27. The method of claim 1 further comprising the step of purging duplicative data from said identified duplicates on the network.

28. The method of claim 1 further comprising the step of identifying one common file for each of said identified duplicates and identifying a respective specific file for each electronic file of said identified duplicates.

29. The method of claim 28 wherein the common file includes the pertinent data of said identified duplicates.

30. The method of claim 1 further comprising the step of modifying at least one electronic file to obtain its pertinent data.

31. The method of claim 30 wherein said step of modifying comprises converting said electronic file into a different file format.

32. The method of claim 30 wherein said step of modifying comprises converting said electronic file into a different application version.

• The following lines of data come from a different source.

//! Tempo calculation over tapped timestamps
//!
//! Taps are plain millisecond timestamps. The instantaneous tempo is derived
//! from a trailing window of the last `window_size` taps, the average from the
//! full sequence. Durations that are zero, negative (duplicate or
//! out-of-order taps) or too large for an `i64` never produce a sample.

use serde::{Deserialize, Serialize};
use std::fmt;

/// A single tap timestamp in milliseconds since an arbitrary fixed epoch
pub type Tap = i64;

/// Milliseconds per minute
pub const MS_PER_MINUTE: f64 = 60_000.0;

/// Smallest window that can yield a tempo (one beat interval)
pub const MIN_WINDOW_SIZE: usize = 2;

/// Integer tempo in beats per minute
#[derive(Debug, Clone, Copy, PartialEq, Eq, PartialOrd, Ord, Hash, Serialize, Deserialize)]
pub struct TempoSample(pub u32);

impl TempoSample {
    /// BPM value
    pub fn bpm(self) -> u32 {
        self.0
    }
}

impl fmt::Display for TempoSample {
    fn fmt(&self, f: &mut fmt::Formatter<'_>) -> fmt::Result {
        write!(f, "{} BPM", self.0)
    }
}

/// Append-only record of tap timestamps
#[derive(Debug, Clone, Default, PartialEq, Eq, Serialize, Deserialize)]
pub struct TapSequence {
    taps: Vec<Tap>,
}

impl TapSequence {
    /// Create an empty sequence
    pub fn new() -> Self {
        Self { taps: Vec::new() }
    }

    /// Append a timestamp. Never fails, also for duplicate or earlier timestamps.
    pub fn add_tap(&mut self, timestamp: Tap) {
        self.taps.push(timestamp);
    }

    /// All taps in arrival order
    pub fn taps(&self) -> &[Tap] {
        &self.taps
    }

    /// Number of taps
    pub fn len(&self) -> usize {
        self.taps.len()
    }

    /// Check if no tap has been recorded yet
    pub fn is_empty(&self) -> bool {
        self.taps.is_empty()
    }

    /// Most recent tap
    pub fn last(&self) -> Option<Tap> {
        self.taps.last().copied()
    }
}

impl From<Vec<Tap>> for TapSequence {
    fn from(taps: Vec<Tap>) -> Self {
        Self { taps }
    }
}

/// Ordered tempo samples, one per qualifying tap
#[derive(Debug, Clone, Default, PartialEq, Eq, Serialize, Deserialize)]
pub struct TempoHistory {
    samples: Vec<TempoSample>,
}

impl TempoHistory {
    /// Create an empty history
    pub fn new() -> Self {
        Self {
            samples: Vec::new(),
        }
    }

    /// Append a sample if there is one. Returns true if the history grew.
    pub fn push(&mut self, sample: Option<TempoSample>) -> bool {
        match sample {
            Some(sample) => {
                self.samples.push(sample);
                true
            }
            None => false,
        }
    }

    /// All samples, oldest first
    pub fn samples(&self) -> &[TempoSample] {
        &self.samples
    }

    /// Latest sample
    pub fn latest(&self) -> Option<TempoSample> {
        self.samples.last().copied()
    }

    /// Number of samples
    pub fn len(&self) -> usize {
        self.samples.len()
    }

    /// Check if empty
    pub fn is_empty(&self) -> bool {
        self.samples.is_empty()
    }

    /// Largest sample, used for chart scaling
    pub fn max(&self) -> Option<TempoSample> {
        self.samples.iter().copied().max()
    }
}

/// Value-style append: consumes the sequence and returns it with the tap added
pub fn add_tap(mut sequence: TapSequence, timestamp: Tap) -> TapSequence {
    sequence.add_tap(timestamp);
    sequence
}

/// Value-style history append, a no-op for `None`
pub fn append_to_history(mut history: TempoHistory, sample: Option<TempoSample>) -> TempoHistory {
    history.push(sample);
    history
}

/// BPM implied by `intervals` beat intervals from `first` to `last`.
///
/// Returns `None` unless the span is positive and representable.
fn bpm_for(intervals: usize, first: Tap, last: Tap) -> Option<TempoSample> {
    let duration_ms = last.checked_sub(first).filter(|d| *d > 0)?;
    // f64::round rounds half away from zero
    let bpm = (MS_PER_MINUTE * intervals as f64 / duration_ms as f64).round();
    Some(TempoSample(bpm.min(u32::MAX as f64) as u32))
}

/// Instantaneous tempo over the trailing `window_size` taps.
///
/// Returns `None` while the sequence is shorter than the window, for windows
/// below [`MIN_WINDOW_SIZE`], and when the window spans no positive time.
pub fn compute_instantaneous(sequence: &TapSequence, window_size: usize) -> Option<TempoSample> {
    let taps = sequence.taps();
    if window_size < MIN_WINDOW_SIZE || taps.len() < window_size {
        return None;
    }
    let last = taps.len() - 1;
    bpm_for(window_size - 1, taps[last + 1 - window_size], taps[last])
}

/// Cumulative average tempo from the first to the last tap
pub fn compute_average(sequence: &TapSequence) -> Option<TempoSample> {
    let taps = sequence.taps();
    if taps.len() <= 1 {
        return None;
    }
    bpm_for(taps.len() - 1, taps[0], taps[taps.len() - 1])
}

#[cfg(test)]
mod tests {
    use super::*;

    fn seq(taps: &[Tap]) -> TapSequence {
        TapSequence::from(taps.to_vec())
    }

    #[test]
    fn test_instantaneous_needs_full_window() {
        let taps = seq(&[0, 500, 1000]);
        assert_eq!(compute_instantaneous(&taps, 4), None);
        assert_eq!(compute_instantaneous(&taps, 3), Some(TempoSample(120)));
    }

    #[test]
    fn test_window_below_minimum() {
        let taps = seq(&[0, 500, 1000]);
        assert_eq!(compute_instantaneous(&taps, 1), None);
        assert_eq!(compute_instantaneous(&taps, 0), None);
    }

    #[test]
    fn test_out_of_order_taps_produce_no_sample() {
        let taps = seq(&[1000, 400]);
        assert_eq!(compute_instantaneous(&taps, 2), None);
        assert_eq!(compute_average(&taps), None);
    }

    #[test]
    fn test_extreme_timestamps_produce_no_sample() {
        for taps in [seq(&[Tap::MIN, Tap::MAX]), seq(&[Tap::MAX, Tap::MIN])] {
            assert_eq!(compute_instantaneous(&taps, 2), None);
            assert_eq!(compute_average(&taps), None);
        }
        // Representable span still works
        assert_eq!(
            compute_average(&seq(&[Tap::MAX - 500, Tap::MAX])),
            Some(TempoSample(120))
        );
    }

    #[test]
    fn test_rounding_half_away_from_zero() {
        // 60000 / 960 = 62.5 -> 63
        assert_eq!(compute_instantaneous(&seq(&[0, 960]), 2), Some(TempoSample(63)));
        // 60000 / 700 = 85.71 -> 86
        assert_eq!(compute_instantaneous(&seq(&[0, 700]), 2), Some(TempoSample(86)));
    }

    #[test]
    fn test_average_single_tap() {
        assert_eq!(compute_average(&seq(&[42])), None);
        assert_eq!(compute_average(&TapSequence::new()), None);
    }

    #[test]
    fn test_history_ignores_none() {
        let history = append_to_history(TempoHistory::new(), None);
        assert!(history.is_empty());
        let history = append_to_history(history, Some(TempoSample(90)));
        assert_eq!(history.samples(), &[TempoSample(90)]);
        assert_eq!(history.latest(), Some(TempoSample(90)));
    }

    #[test]
    fn test_value_style_add_tap() {
        let taps = add_tap(add_tap(TapSequence::new(), 10), 5);
        assert_eq!(taps.taps(), &[10, 5]);
        assert_eq!(taps.last(), Some(5));
    }
}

33. A method of managing duplicate electronic files for a plurality of users across a distributed network, the electronic files being of a particular file type, comprising the steps of:

(i) selecting properties of the electronic files that must be identical in order for two respective electronic files to be considered duplicates, the selected properties defining pertinent data of the electronic files;

(ii) grouping electronic files stored in the distributed network based on file operation information or based on users associated with the electronic files;

(iii) ranking said groupings from highest to lowest based on a likelihood of having duplicate electronic files therein;

(iv) systematically comparing pertinent data of electronic files from said highest to said lowest ranked groupings;

(v) identifying duplicates from said ranked groupings based on said systematic comparisons; and

(vi) purging identified duplicates from the network.

34. The method of claim 33 wherein the step of purging comprises identifying one common file for each of said identified duplicates and identifying a respective specific file for each electronic file of said identified duplicates.